> [Data provided]
= = = = = = =

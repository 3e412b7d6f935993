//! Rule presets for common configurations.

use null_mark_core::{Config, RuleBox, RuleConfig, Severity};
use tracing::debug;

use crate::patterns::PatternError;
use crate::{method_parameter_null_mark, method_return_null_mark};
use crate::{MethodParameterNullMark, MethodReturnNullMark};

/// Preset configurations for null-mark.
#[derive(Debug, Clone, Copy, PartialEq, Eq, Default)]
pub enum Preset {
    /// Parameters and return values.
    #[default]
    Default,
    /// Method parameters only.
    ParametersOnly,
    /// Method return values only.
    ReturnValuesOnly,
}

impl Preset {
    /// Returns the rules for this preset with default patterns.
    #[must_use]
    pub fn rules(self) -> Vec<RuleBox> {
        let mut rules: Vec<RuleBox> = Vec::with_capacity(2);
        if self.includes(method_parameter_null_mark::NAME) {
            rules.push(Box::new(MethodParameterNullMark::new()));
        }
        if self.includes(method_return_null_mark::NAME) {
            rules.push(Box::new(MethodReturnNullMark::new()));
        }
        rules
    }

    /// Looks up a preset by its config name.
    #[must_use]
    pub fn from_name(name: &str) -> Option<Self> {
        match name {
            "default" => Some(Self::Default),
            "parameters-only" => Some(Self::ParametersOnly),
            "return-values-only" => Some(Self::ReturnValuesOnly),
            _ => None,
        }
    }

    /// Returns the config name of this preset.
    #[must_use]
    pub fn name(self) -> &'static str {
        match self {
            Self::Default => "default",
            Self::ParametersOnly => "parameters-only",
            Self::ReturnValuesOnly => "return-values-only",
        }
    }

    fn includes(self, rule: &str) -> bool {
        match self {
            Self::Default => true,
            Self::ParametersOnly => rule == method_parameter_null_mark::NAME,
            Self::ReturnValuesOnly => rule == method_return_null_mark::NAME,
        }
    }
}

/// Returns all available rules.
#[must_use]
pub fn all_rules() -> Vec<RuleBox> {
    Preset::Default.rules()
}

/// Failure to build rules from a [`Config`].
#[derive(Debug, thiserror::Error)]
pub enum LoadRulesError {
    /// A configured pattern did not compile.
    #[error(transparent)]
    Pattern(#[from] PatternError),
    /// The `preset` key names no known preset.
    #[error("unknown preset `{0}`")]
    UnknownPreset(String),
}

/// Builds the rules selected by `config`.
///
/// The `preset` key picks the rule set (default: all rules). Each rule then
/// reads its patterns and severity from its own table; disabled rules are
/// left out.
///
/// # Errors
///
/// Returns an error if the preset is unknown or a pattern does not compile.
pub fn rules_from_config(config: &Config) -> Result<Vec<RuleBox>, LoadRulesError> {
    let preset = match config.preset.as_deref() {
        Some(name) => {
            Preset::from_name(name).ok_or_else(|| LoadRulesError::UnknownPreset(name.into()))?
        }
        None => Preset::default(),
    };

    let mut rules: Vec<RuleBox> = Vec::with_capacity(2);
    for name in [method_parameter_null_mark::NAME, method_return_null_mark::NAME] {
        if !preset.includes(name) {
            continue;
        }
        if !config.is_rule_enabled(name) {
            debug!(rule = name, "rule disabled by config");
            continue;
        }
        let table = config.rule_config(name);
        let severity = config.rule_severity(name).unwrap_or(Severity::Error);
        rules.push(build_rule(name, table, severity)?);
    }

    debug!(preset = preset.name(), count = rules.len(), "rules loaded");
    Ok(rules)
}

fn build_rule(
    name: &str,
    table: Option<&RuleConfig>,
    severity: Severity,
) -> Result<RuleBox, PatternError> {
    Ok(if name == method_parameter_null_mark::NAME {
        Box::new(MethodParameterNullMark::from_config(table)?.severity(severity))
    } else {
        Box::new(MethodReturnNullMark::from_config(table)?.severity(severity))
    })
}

= = = = = = =

> [What the task asks]
Reproduce the whole listing so that each line matches the original exactly.

> [Response for this exercise]
repository 3e412b7d6f935993
//! Rule presets for common configurations.

use null_mark_core::{Config, RuleBox, RuleConfig, Severity};
use tracing::debug;

use crate::patterns::PatternError;
use crate::{method_parameter_null_mark, method_return_null_mark};
use crate::{MethodParameterNullMark, MethodReturnNullMark};

/// Preset configurations for null-mark.
#[derive(Debug, Clone, Copy, PartialEq, Eq, Default)]
pub enum Preset {
    /// Parameters and return values.
    #[default]
    Default,
    /// Method parameters only.
    ParametersOnly,
    /// Method return values only.
    ReturnValuesOnly,
}

impl Preset {
    /// Returns the rules for this preset with default patterns.
    #[must_use]
    pub fn rules(self) -> Vec<RuleBox> {
        let mut rules: Vec<RuleBox> = Vec::with_capacity(2);
        if self.includes(method_parameter_null_mark::NAME) {
            rules.push(Box::new(MethodParameterNullMark::new()));
        }
        if self.includes(method_return_null_mark::NAME) {
            rules.push(Box::new(MethodReturnNullMark::new()));
        }
        rules
    }

    /// Looks up a preset by its config name.
    #[must_use]
    pub fn from_name(name: &str) -> Option<Self> {
        match name {
            "default" => Some(Self::Default),
            "parameters-only" => Some(Self::ParametersOnly),
            "return-values-only" => Some(Self::ReturnValuesOnly),
            _ => None,
        }
    }

    /// Returns the config name of this preset.
    #[must_use]
    pub fn name(self) -> &'static str {
        match self {
            Self::Default => "default",
            Self::ParametersOnly => "parameters-only",
            Self::ReturnValuesOnly => "return-values-only",
        }
    }

    fn includes(self, rule: &str) -> bool {
        match self {
            Self::Default => true,
            Self::ParametersOnly => rule == method_parameter_null_mark::NAME,
            Self::ReturnValuesOnly => rule == method_return_null_mark::NAME,
        }
    }
}

/// Returns all available rules.
#[must_use]
pub fn all_rules() -> Vec<RuleBox> {
    Preset::Default.rules()
}

/// Failure to build rules from a [`Config`].
#[derive(Debug, thiserror::Error)]
pub enum LoadRulesError {
    /// A configured pattern did not compile.
    #[error(transparent)]
    Pattern(#[from] PatternError),
    /// The `preset` key names no known preset.
    #[error("unknown preset `{0}`")]
    UnknownPreset(String),
}

/// Builds the rules selected by `config`.
///
/// The `preset` key picks the rule set (default: all rules). Each rule then
/// reads its patterns and severity from its own table; disabled rules are
/// left out.
///
/// # Errors
///
/// Returns an error if the preset is unknown or a pattern does not compile.
pub fn rules_from_config(config: &Config) -> Result<Vec<RuleBox>, LoadRulesError> {
    let preset = match config.preset.as_deref() {
        Some(name) => {
            Preset::from_name(name).ok_or_else(|| LoadRulesError::UnknownPreset(name.into()))?
        }
        None => Preset::default(),
    };

    let mut rules: Vec<RuleBox> = Vec::with_capacity(2);
    for name in [method_parameter_null_mark::NAME, method_return_null_mark::NAME] {
        if !preset.includes(name) {
            continue;
        }
        if !config.is_rule_enabled(name) {
            debug!(rule = name, "rule disabled by config");
            continue;
        }
        let table = config.rule_config(name);
        let severity = config.rule_severity(name).unwrap_or(Severity::Error);
        rules.push(build_rule(name, table, severity)?);
    }

    debug!(preset = preset.name(), count = rules.len(), "rules loaded");
    Ok(rules)
}

fn build_rule(
    name: &str,
    table: Option<&RuleConfig>,
    severity: Severity,
) -> Result<RuleBox, PatternError> {
    Ok(if name == method_parameter_null_mark::NAME {
        Box::new(MethodParameterNullMark::from_config(table)?.severity(severity))
    } else {
        Box::new(MethodReturnNullMark::from_config(table)?.severity(severity))
    })
}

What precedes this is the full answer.